impl ExecutionController {
    pub fn new(backend: Arc<dyn SandboxBackend>, options: ControllerOptions) -> Self {
        let policy = OriginPolicy::new(options.host_origin.clone());
        Self {
            backend,
            options,
            policy,
            pending: Arc::new(Mutex::new(HashMap::new())),
            run_lock: tokio::sync::Mutex::new(()),
            console: None,
            disposed: AtomicBool::new(false),
            pump: Mutex::new(None),
        }
    }

    /// Forward console lines to `observer` as they are printed.
    pub fn with_console_observer(mut self, observer: mpsc::UnboundedSender<ConsoleLine>) -> Self {
        self.console = Some(observer);
        self
    }

    pub fn options(&self) -> &ControllerOptions {
        &self.options
    }

    pub fn backend(&self) -> &Arc<dyn SandboxBackend> {
        &self.backend
    }

    pub fn is_disposed(&self) -> bool {
        self.disposed.load(Ordering::SeqCst)
    }

    fn ensure_live(&self) -> Result<()> {
        if self.is_disposed() {
            return Err(JudgeletError::Disposed);
        }
        Ok(())
    }

    /// Execute `code` with a timeout.
    ///
    /// Without `custom_script` the code is instrumented and run as is. With
    /// one, the script (which must declare `__program`) is run instead and
    /// `code` is only checked for syntax and scanned for function names.
    pub async fn execute(
        &self,
        code: &str,
        timeout: Duration,
        custom_script: Option<&str>,
    ) -> Result<ExecutionResult> {
        self.ensure_live()?;

        let prepared = match custom_script {
            None => instrument::instrument(code, &self.options.instrument)
                .map(|out| (out.code, out.function_names)),
            Some(script) => {
                instrument::function_names(code).map(|names| (script.to_string(), names))
            }
        };
        let (program, function_names) = match prepared {
            Ok(prepared) => prepared,
            Err(err) => {
                debug!(error = %err, "Rejected before launch");
                return Ok(ExecutionResult::syntax_error(&err));
            }
        };

        let _guard = self.run_lock.lock().await;
        self.ensure_live()?;

        let correlation_id = CorrelationId::new();
        let timeout_ms = u64::try_from(timeout.as_millis()).unwrap_or(u64::MAX);
        let document = SandboxDocument::build(
            &HarnessConfig {
                correlation_id,
                host_origin: self.options.host_origin.clone(),
                timeout_ms,
                yield_interval_ms: self.options.yield_interval_ms,
                max_log_entries: self.options.max_log_entries,
                function_names,
            },
            &program,
        );

        let (tx, mut rx) = oneshot::channel();
        lock(&self.pending).insert(correlation_id, tx);

        let SandboxChannel { events, control } = match self.backend.load(&document).await {
            Ok(channel) => channel,
            Err(e) => {
                lock(&self.pending).remove(&correlation_id);
                return Err(e);
            }
        };

        let live_logs = Arc::new(Mutex::new(Vec::new()));
        let pump = tokio::spawn(pump_events(
            events,
            self.policy.clone(),
            Arc::clone(&self.pending),
            self.console.clone(),
            Arc::clone(&live_logs),
            correlation_id,
        ));
        if let Some(previous) = lock(&self.pump).replace(pump) {
            previous.abort();
        }

        info!(
            correlation_id = %correlation_id,
            backend = self.backend.name(),
            timeout_ms = timeout_ms,
            "Execution started"
        );

        let outcome = tokio::select! {
            outcome = &mut rx => Some(outcome),
            _ = tokio::time::sleep(timeout) => None,
        };

        let result = match outcome {
            Some(Ok(outcome)) => resolve(outcome, &live_logs),
            Some(Err(_)) => return Err(JudgeletError::Disposed),
            None => {
                self.cancel(correlation_id, &control, &mut rx, timeout_ms, &live_logs)
                    .await?
            }
        };

        lock(&self.pending).remove(&correlation_id);
        if let Err(e) = self.backend.unload().await {
            warn!(error = %e, "Failed to unload sandbox document");
        }

        info!(
            correlation_id = %correlation_id,
            success = result.success,
            cancelled = result.cancelled,
            logs = result.logs.len(),
            "Execution finished"
        );
        Ok(result)
    }

    async fn cancel(
        &self,
        correlation_id: CorrelationId,
        control: &mpsc::UnboundedSender<String>,
        rx: &mut oneshot::Receiver<Outcome>,
        timeout_ms: u64,
        live_logs: &Mutex<Vec<String>>,
    ) -> Result<ExecutionResult> {
        warn!(correlation_id = %correlation_id, timeout_ms = timeout_ms, "Execution timed out, cancelling");

        let line = HostMessage::CancelExecution { correlation_id }.to_line()?;
        if control.send(line).is_err() {
            debug!(correlation_id = %correlation_id, "Control channel already closed");
        }

        match tokio::time::timeout(self.options.grace_period, rx).await {
            Ok(Ok(Outcome::Complete(completion))) => Ok(ExecutionResult::timed_out(
                timeout_ms,
                completion.logs,
                completion.tracked,
            )),
            Ok(Err(_)) => Err(JudgeletError::Disposed),
            Ok(Ok(Outcome::Exited { .. })) | Err(_) => Ok(ExecutionResult::timed_out(
                timeout_ms,
                lock(live_logs).clone(),
                None,
            )),
        }
    }

    /// Reject every pending execution and stop listening to the sandbox.
    pub fn dispose(&self) {
        if self.disposed.swap(true, Ordering::SeqCst) {
            return;
        }
        let rejected = lock(&self.pending).drain().count();
        if let Some(pump) = lock(&self.pump).take() {
            pump.abort();
        }
        info!(rejected = rejected, "Execution controller disposed");
    }

    /// Dispose and tear the backend down.
    pub async fn shutdown(&self) -> Result<()> {
        self.dispose();
        self.backend.shutdown().await
    }
}

impl Drop for ExecutionController {
    fn drop(&mut self) {
        self.dispose();
    }
}

fn resolve(outcome: Outcome, live_logs: &Mutex<Vec<String>>) -> ExecutionResult {
    match outcome {
        Outcome::Complete(completion) => completion.into_result(),
        Outcome::Exited { status, stderr } => {
            let status = status
                .map(|code| format!("status {}", code))
                .unwrap_or_else(|| "a signal".to_string());
            let mut message = format!("Sandbox exited with {} before reporting a result", status);
            let stderr = stderr.trim();
            if !stderr.is_empty() {
                message.push_str(":\n");
                message.push_str(stderr);
            }
            ExecutionResult::sandbox_failure(message, lock(live_logs).clone())
        }
    }
}

async fn pump_events(
    mut events: mpsc::UnboundedReceiver<SandboxEvent>,
    policy: OriginPolicy,
    pending: Arc<Mutex<PendingMap>>,
    console: Option<mpsc::UnboundedSender<ConsoleLine>>,
    live_logs: Arc<Mutex<Vec<String>>>,
    loaded: CorrelationId,
) {
    while let Some(event) = events.recv().await {
        let line = match event {
            SandboxEvent::Line(line) => line,
            SandboxEvent::Exited { status, stderr } => {
                if let Some(tx) = lock(&pending).remove(&loaded) {
                    let _ = tx.send(Outcome::Exited { status, stderr });
                }
                break;
            }
        };

        let envelope = match protocol::parse_line(&line) {
            Ok(envelope) => envelope,
            Err(e) => {
                debug!(error = %e, "Ignoring sandbox output");
                continue;
            }
        };
        if !policy.accepts(&envelope) {
            warn!(
                origin = %envelope.origin,
                target_origin = %envelope.target_origin,
                "Rejected message from untrusted origin"
            );
            continue;
        }

        match envelope.data {
            SandboxMessage::Console(line) => {
                if !lock(&pending).contains_key(&line.correlation_id) {
                    debug!(correlation_id = %line.correlation_id, "Ignoring console line for unknown execution");
                    continue;
                }
                lock(&live_logs).push(line.text.clone());
                if let Some(observer) = &console {
                    let _ = observer.send(line);
                }
            }
            SandboxMessage::ExecutionComplete(completion) => {
                let id = completion.correlation_id;
                match lock(&pending).remove(&id) {
                    Some(tx) => {
                        let _ = tx.send(Outcome::Complete(completion));
                    }
                    None => debug!(correlation_id = %id, "Ignoring unmatched completion"),
                }
            }
        }
    }
}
◇ ◇ ◇ ◇ ◇
### About this exercise
In full and without deviation, reproduce the entries above.

### Exercise solution
impl ExecutionController {
    pub fn new(backend: Arc<dyn SandboxBackend>, options: ControllerOptions) -> Self {
        let policy = OriginPolicy::new(options.host_origin.clone());
        Self {
            backend,
            options,
            policy,
            pending: Arc::new(Mutex::new(HashMap::new())),
            run_lock: tokio::sync::Mutex::new(()),
            console: None,
            disposed: AtomicBool::new(false),
            pump: Mutex::new(None),
        }
    }

    /// Forward console lines to `observer` as they are printed.
    pub fn with_console_observer(mut self, observer: mpsc::UnboundedSender<ConsoleLine>) -> Self {
        self.console = Some(observer);
        self
    }

    pub fn options(&self) -> &ControllerOptions {
        &self.options
    }

    pub fn backend(&self) -> &Arc<dyn SandboxBackend> {
        &self.backend
    }

    pub fn is_disposed(&self) -> bool {
        self.disposed.load(Ordering::SeqCst)
    }

    fn ensure_live(&self) -> Result<()> {
        if self.is_disposed() {
            return Err(JudgeletError::Disposed);
        }
        Ok(())
    }

    /// Execute `code` with a timeout.
    ///
    /// Without `custom_script` the code is instrumented and run as is. With
    /// one, the script (which must declare `__program`) is run instead and
    /// `code` is only checked for syntax and scanned for function names.
    pub async fn execute(
        &self,
        code: &str,
        timeout: Duration,
        custom_script: Option<&str>,
    ) -> Result<ExecutionResult> {
        self.ensure_live()?;

        let prepared = match custom_script {
            None => instrument::instrument(code, &self.options.instrument)
                .map(|out| (out.code, out.function_names)),
            Some(script) => {
                instrument::function_names(code).map(|names| (script.to_string(), names))
            }
        };
        let (program, function_names) = match prepared {
            Ok(prepared) => prepared,
            Err(err) => {
                debug!(error = %err, "Rejected before launch");
                return Ok(ExecutionResult::syntax_error(&err));
            }
        };

        let _guard = self.run_lock.lock().await;
        self.ensure_live()?;

        let correlation_id = CorrelationId::new();
        let timeout_ms = u64::try_from(timeout.as_millis()).unwrap_or(u64::MAX);
        let document = SandboxDocument::build(
            &HarnessConfig {
                correlation_id,
                host_origin: self.options.host_origin.clone(),
                timeout_ms,
                yield_interval_ms: self.options.yield_interval_ms,
                max_log_entries: self.options.max_log_entries,
                function_names,
            },
            &program,
        );

        let (tx, mut rx) = oneshot::channel();
        lock(&self.pending).insert(correlation_id, tx);

        let SandboxChannel { events, control } = match self.backend.load(&document).await {
            Ok(channel) => channel,
            Err(e) => {
                lock(&self.pending).remove(&correlation_id);
                return Err(e);
            }
        };

        let live_logs = Arc::new(Mutex::new(Vec::new()));
        let pump = tokio::spawn(pump_events(
            events,
            self.policy.clone(),
            Arc::clone(&self.pending),
            self.console.clone(),
            Arc::clone(&live_logs),
            correlation_id,
        ));
        if let Some(previous) = lock(&self.pump).replace(pump) {
            previous.abort();
        }

        info!(
            correlation_id = %correlation_id,
            backend = self.backend.name(),
            timeout_ms = timeout_ms,
            "Execution started"
        );

        let outcome = tokio::select! {
            outcome = &mut rx => Some(outcome),
            _ = tokio::time::sleep(timeout) => None,
        };

        let result = match outcome {
            Some(Ok(outcome)) => resolve(outcome, &live_logs),
            Some(Err(_)) => return Err(JudgeletError::Disposed),
            None => {
                self.cancel(correlation_id, &control, &mut rx, timeout_ms, &live_logs)
                    .await?
            }
        };

        lock(&self.pending).remove(&correlation_id);
        if let Err(e) = self.backend.unload().await {
            warn!(error = %e, "Failed to unload sandbox document");
        }

        info!(
            correlation_id = %correlation_id,
            success = result.success,
            cancelled = result.cancelled,
            logs = result.logs.len(),
            "Execution finished"
        );
        Ok(result)
    }

    async fn cancel(
        &self,
        correlation_id: CorrelationId,
        control: &mpsc::UnboundedSender<String>,
        rx: &mut oneshot::Receiver<Outcome>,
        timeout_ms: u64,
        live_logs: &Mutex<Vec<String>>,
    ) -> Result<ExecutionResult> {
        warn!(correlation_id = %correlation_id, timeout_ms = timeout_ms, "Execution timed out, cancelling");

        let line = HostMessage::CancelExecution { correlation_id }.to_line()?;
        if control.send(line).is_err() {
            debug!(correlation_id = %correlation_id, "Control channel already closed");
        }

        match tokio::time::timeout(self.options.grace_period, rx).await {
            Ok(Ok(Outcome::Complete(completion))) => Ok(ExecutionResult::timed_out(
                timeout_ms,
                completion.logs,
                completion.tracked,
            )),
            Ok(Err(_)) => Err(JudgeletError::Disposed),
            Ok(Ok(Outcome::Exited { .. })) | Err(_) => Ok(ExecutionResult::timed_out(
                timeout_ms,
                lock(live_logs).clone(),
                None,
            )),
        }
    }

    /// Reject every pending execution and stop listening to the sandbox.
    pub fn dispose(&self) {
        if self.disposed.swap(true, Ordering::SeqCst) {
            return;
        }
        let rejected = lock(&self.pending).drain().count();
        if let Some(pump) = lock(&self.pump).take() {
            pump.abort();
        }
        info!(rejected = rejected, "Execution controller disposed");
    }

    /// Dispose and tear the backend down.
    pub async fn shutdown(&self) -> Result<()> {
        self.dispose();
        self.backend.shutdown().await
    }
}

impl Drop for ExecutionController {
    fn drop(&mut self) {
        self.dispose();
    }
}

fn resolve(outcome: Outcome, live_logs: &Mutex<Vec<String>>) -> ExecutionResult {
    match outcome {
        Outcome::Complete(completion) => completion.into_result(),
        Outcome::Exited { status, stderr } => {
            let status = status
                .map(|code| format!("status {}", code))
                .unwrap_or_else(|| "a signal".to_string());
            let mut message = format!("Sandbox exited with {} before reporting a result", status);
            let stderr = stderr.trim();
            if !stderr.is_empty() {
                message.push_str(":\n");
                message.push_str(stderr);
            }
            ExecutionResult::sandbox_failure(message, lock(live_logs).clone())
        }
    }
}

async fn pump_events(
    mut events: mpsc::UnboundedReceiver<SandboxEvent>,
    policy: OriginPolicy,
    pending: Arc<Mutex<PendingMap>>,
    console: Option<mpsc::UnboundedSender<ConsoleLine>>,
    live_logs: Arc<Mutex<Vec<String>>>,
    loaded: CorrelationId,
) {
    while let Some(event) = events.recv().await {
        let line = match event {
            SandboxEvent::Line(line) => line,
            SandboxEvent::Exited { status, stderr } => {
                if let Some(tx) = lock(&pending).remove(&loaded) {
                    let _ = tx.send(Outcome::Exited { status, stderr });
                }
                break;
            }
        };

        let envelope = match protocol::parse_line(&line) {
            Ok(envelope) => envelope,
            Err(e) => {
                debug!(error = %e, "Ignoring sandbox output");
                continue;
            }
        };
        if !policy.accepts(&envelope) {
            warn!(
                origin = %envelope.origin,
                target_origin = %envelope.target_origin,
                "Rejected message from untrusted origin"
            );
            continue;
        }

        match envelope.data {
            SandboxMessage::Console(line) => {
                if !lock(&pending).contains_key(&line.correlation_id) {
                    debug!(correlation_id = %line.correlation_id, "Ignoring console line for unknown execution");
                    continue;
                }
                lock(&live_logs).push(line.text.clone());
                if let Some(observer) = &console {
                    let _ = observer.send(line);
                }
            }
            SandboxMessage::ExecutionComplete(completion) => {
                let id = completion.correlation_id;
                match lock(&pending).remove(&id) {
                    Some(tx) => {
                        let _ = tx.send(Outcome::Complete(completion));
                    }
                    None => debug!(correlation_id = %id, "Ignoring unmatched completion"),
                }
            }
        }
    }
}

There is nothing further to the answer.